Know the Signs. Know the Risks.
Many people develop skin cancer in their lifetimes. It is by far the most curable form of cancer, though early detection is important for a positive outcome. Skin cancers often vary in appearance from person to person, making them difficult to identify to the untrained eye.
Skin cancer is the most frequently diagnosed cancer in the U.S. An estimated 2 million Americans are diagnosed with 3.5 million instances of skin cancer every year – representing more cases than those of breast, prostate, colon and lung cancers combined. In fact, the average American has a 1 in 5 chance of being diagnosed with some form of skin cancer at some point in his or her lifetime. Because skin cancer varies so widely in appearance, it is impossible to self-diagnose. However, you can monitor your skin and moles for changes that warrant a visit to your dermatologist. Examples include lesions or moles that are changing in size, shape and color, or those that are bleeding or itching. Your dermatologist may remove suspicious moles altogether or otherwise conduct a biopsy to determine whether a malignancy is present.

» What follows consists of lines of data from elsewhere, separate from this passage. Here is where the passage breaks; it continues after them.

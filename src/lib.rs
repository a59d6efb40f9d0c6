pub mod ast;
pub mod builtins;
pub mod environment;
pub mod evaluator;
pub mod lexer;
pub mod object;
pub mod parser;
pub mod token;
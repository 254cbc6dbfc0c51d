use bptf_classifieds::{Classifieds, ClassifiedsOptions};
use bptf_classifieds::request::GetUserLimitsParams;

#[tokio::main]
async fn main() -> Result<(), Box<dyn std::error::Error>> {
    dotenv::dotenv().ok();
    env_logger::init();

    let classifieds = Classifieds::new(ClassifiedsOptions {
        token: std::env::var("USER_TOKEN").ok(),
        api_key: None,
    });
    let call = classifieds.get_user_limits(GetUserLimitsParams::default())?;

    if let Some(result) = call.await {
        match result?.into_data() {
            Some(response) => {
                let limits = response.listings;

                println!("Using {} of {} listing slots ({} remaining)", limits.used, limits.total, limits.remaining());
            },
            None => println!("No limits returned"),
        }
    }

    Ok(())
}
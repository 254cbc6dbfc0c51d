//! Enumerated types.

mod item_quality;
mod listing_intent;
mod search_intent;

pub use item_quality::ItemQuality;
pub use listing_intent::ListingIntent;
pub use search_intent::SearchIntent;
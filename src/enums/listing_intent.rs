use std::fmt;
use num_enum::{TryFromPrimitive, IntoPrimitive};
use serde::de::{self, Deserialize, Deserializer, Visitor};
use serde_repr::Serialize_repr;
use strum_macros::{Display, EnumString};

/// The intent of a classifieds listing.
/// 
/// Serialized as `0` or `1`. Snapshot listings spell the intent out as `"buy"` or `"sell"`,
/// both forms are accepted when deserializing.
#[derive(Serialize_repr, Display, EnumString, Debug, PartialEq, Eq, TryFromPrimitive, IntoPrimitive, Clone, Copy)]
#[strum(serialize_all = "lowercase")]
#[repr(u8)]
pub enum ListingIntent {
    /// A buy order.
    Buy = 0,
    /// A sell order.
    Sell = 1,
}

impl<'de> Deserialize<'de> for ListingIntent {
    fn deserialize<D>(deserializer: D) -> Result<Self, D::Error>
    where
        D: Deserializer<'de>,
    {
        struct ListingIntentVisitor;
        
        impl<'de> Visitor<'de> for ListingIntentVisitor {
            type Value = ListingIntent;
            
            fn expecting(&self, formatter: &mut fmt::Formatter) -> fmt::Result {
                formatter.write_str("0, 1, \"buy\" or \"sell\"")
            }
            
            fn visit_u64<E>(self, value: u64) -> Result<Self::Value, E>
            where
                E: de::Error,
            {
                u8::try_from(value)
                    .ok()
                    .and_then(|value| ListingIntent::try_from(value).ok())
                    .ok_or_else(|| E::invalid_value(de::Unexpected::Unsigned(value), &self))
            }
            
            fn visit_i64<E>(self, value: i64) -> Result<Self::Value, E>
            where
                E: de::Error,
            {
                u64::try_from(value)
                    .map_err(|_| E::invalid_value(de::Unexpected::Signed(value), &self))
                    .and_then(|value| self.visit_u64(value))
            }
            
            fn visit_str<E>(self, value: &str) -> Result<Self::Value, E>
            where
                E: de::Error,
            {
                value.parse::<ListingIntent>()
                    .map_err(|_| E::invalid_value(de::Unexpected::Str(value), &self))
            }
        }
        
        deserializer.deserialize_any(ListingIntentVisitor)
    }
}

#[cfg(test)]
mod tests {
    use super::*;
    
    #[derive(Debug, serde::Deserialize)]
    struct Listing {
        intent: ListingIntent,
    }
    
    #[test]
    fn deserializes_numeric_intent() {
        let listing: Listing = serde_json::from_str(r#"{"intent":1}"#).unwrap();
        
        assert_eq!(listing.intent, ListingIntent::Sell);
    }
    
    #[test]
    fn deserializes_named_intent() {
        let listing: Listing = serde_json::from_str(r#"{"intent":"buy"}"#).unwrap();
        
        assert_eq!(listing.intent, ListingIntent::Buy);
    }
    
    #[test]
    fn rejects_unknown_intent() {
        assert!(serde_json::from_str::<Listing>(r#"{"intent":2}"#).is_err());
        assert!(serde_json::from_str::<Listing>(r#"{"intent":"dual"}"#).is_err());
    }
    
    #[test]
    fn serializes_as_number() {
        assert_eq!(serde_json::to_string(&ListingIntent::Sell).unwrap(), "1");
        assert_eq!(ListingIntent::Buy.to_string(), "buy");
    }
}
use bptf_classifieds::{Classifieds, ClassifiedsOptions};
use bptf_classifieds::request::{GetListingsParams, SearchParams};
use bptf_classifieds::enums::SearchIntent;

#[tokio::main]
async fn main() -> Result<(), Box<dyn std::error::Error>> {
    dotenv::dotenv().ok();
    env_logger::init();

    let sku = std::env::args().nth(1).unwrap_or_else(|| "The Team Captain".into());
    let classifieds = Classifieds::new(ClassifiedsOptions {
        token: std::env::var("USER_TOKEN").ok(),
        api_key: std::env::var("API_KEY").ok(),
    });

    let (tx, rx) = tokio::sync::oneshot::channel();

    // The outcome is delivered to the callback. The returned call resolves to None.
    classifieds.get_listings(GetListingsParams::new(sku.clone()).callback(move |result| {
        match result.map(|payload| payload.into_data()) {
            Ok(Some(snapshot)) => {
                for listing in snapshot.listings {
                    println!("{} {} for {:?}", listing.intent, snapshot.sku, listing.currencies);
                }
            },
            Ok(None) => println!("No snapshot returned"),
            Err(error) => eprintln!("{}: {error}", error.name()),
        }

        let _ = tx.send(());
    }))?.await;

    rx.await?;

    let search = classifieds.search(SearchParams {
        intent: Some(SearchIntent::Sell),
        item: Some(sku),
        ..Default::default()
    })?;

    if let Some(Ok(payload)) = search.await {
        let total = payload
            .into_data()
            .and_then(|response| response.response.sell)
            .map(|sell| sell.total)
            .unwrap_or_default();

        println!("{total} sell listings found");
    }

    Ok(())
}
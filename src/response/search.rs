use super::deserializers::from_int_to_bool;
use super::listing::ListingElement;
use serde::Deserialize;

/// Response for [`Classifieds::search`](crate::Classifieds::search).
#[derive(Deserialize, Debug, Clone, PartialEq)]
pub struct SearchResponse {
    pub response: SearchResponseBody,
}

#[derive(Deserialize, Debug, Clone, PartialEq)]
pub struct SearchResponseBody {
    /// A message or status describing the search.
    #[serde(default)]
    pub message: Option<String>,
    /// The number of listings matched by the query.
    #[serde(default)]
    pub total: Option<u32>,
    /// The number of listings skipped for this page.
    #[serde(default)]
    pub skip: Option<u32>,
    /// The number of listings on this page.
    #[serde(default)]
    pub page_size: Option<u32>,
    /// Buy listings.
    #[serde(default)]
    pub buy: Option<SearchListings>,
    /// Sell listings.
    #[serde(default)]
    pub sell: Option<SearchListings>,
}

/// Listings of one intent within a search response.
#[derive(Deserialize, Debug, Clone, PartialEq)]
pub struct SearchListings {
    pub total: u32,
    #[serde(default)]
    pub listings: Vec<ListingElement>,
    /// Whether listings were folded.
    #[serde(default, deserialize_with = "from_int_to_bool")]
    pub fold: bool,
}

#[cfg(test)]
mod tests {
    use super::*;
    use crate::enums::ListingIntent;

    #[test]
    fn parses_search_response() {
        let response: SearchResponse = serde_json::from_str(include_str!("fixtures/search.json")).unwrap();
        let body = response.response;
        let sell = body.sell.unwrap();

        assert_eq!(body.total, Some(3));
        assert_eq!(body.buy.unwrap().listings.len(), 1);
        assert!(sell.fold);
        assert_eq!(sell.listings[0].intent, ListingIntent::Sell);
        assert_eq!(sell.listings[0].count, Some(4));
    }
}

If skin cancer is found, you’ll be treated according to the type of cancer you have and its stage. The vast majority of skin cancers are either basal cell carcinomas or squamous cell carcinomas – each of which has extremely high survival rates. However, your dermatologist will still excise these cancers from your skin to prevent cancer growth and eventual disfigurement. Another type of cancer, melanoma, is less prevalent than basal cell and squamous cell carcinomas, yet it is responsible for the vast majority of skin cancer deaths. Your doctor will excise a melanoma and depending on its stage of progression, may refer you for chemotherapy, radiation, or lymph node removal.
If you were a victim of skin cancer, chances are you developed it as a result of unprotected sun and UV exposure. You’ll need to wear sunscreen each day and avoid indoor tanning. Also, it is important to evaluate your skin frequently and any moles you may have for changes to their size, shape, color and symmetry. If you find something growing on your skin again, see your dermatologist immediately.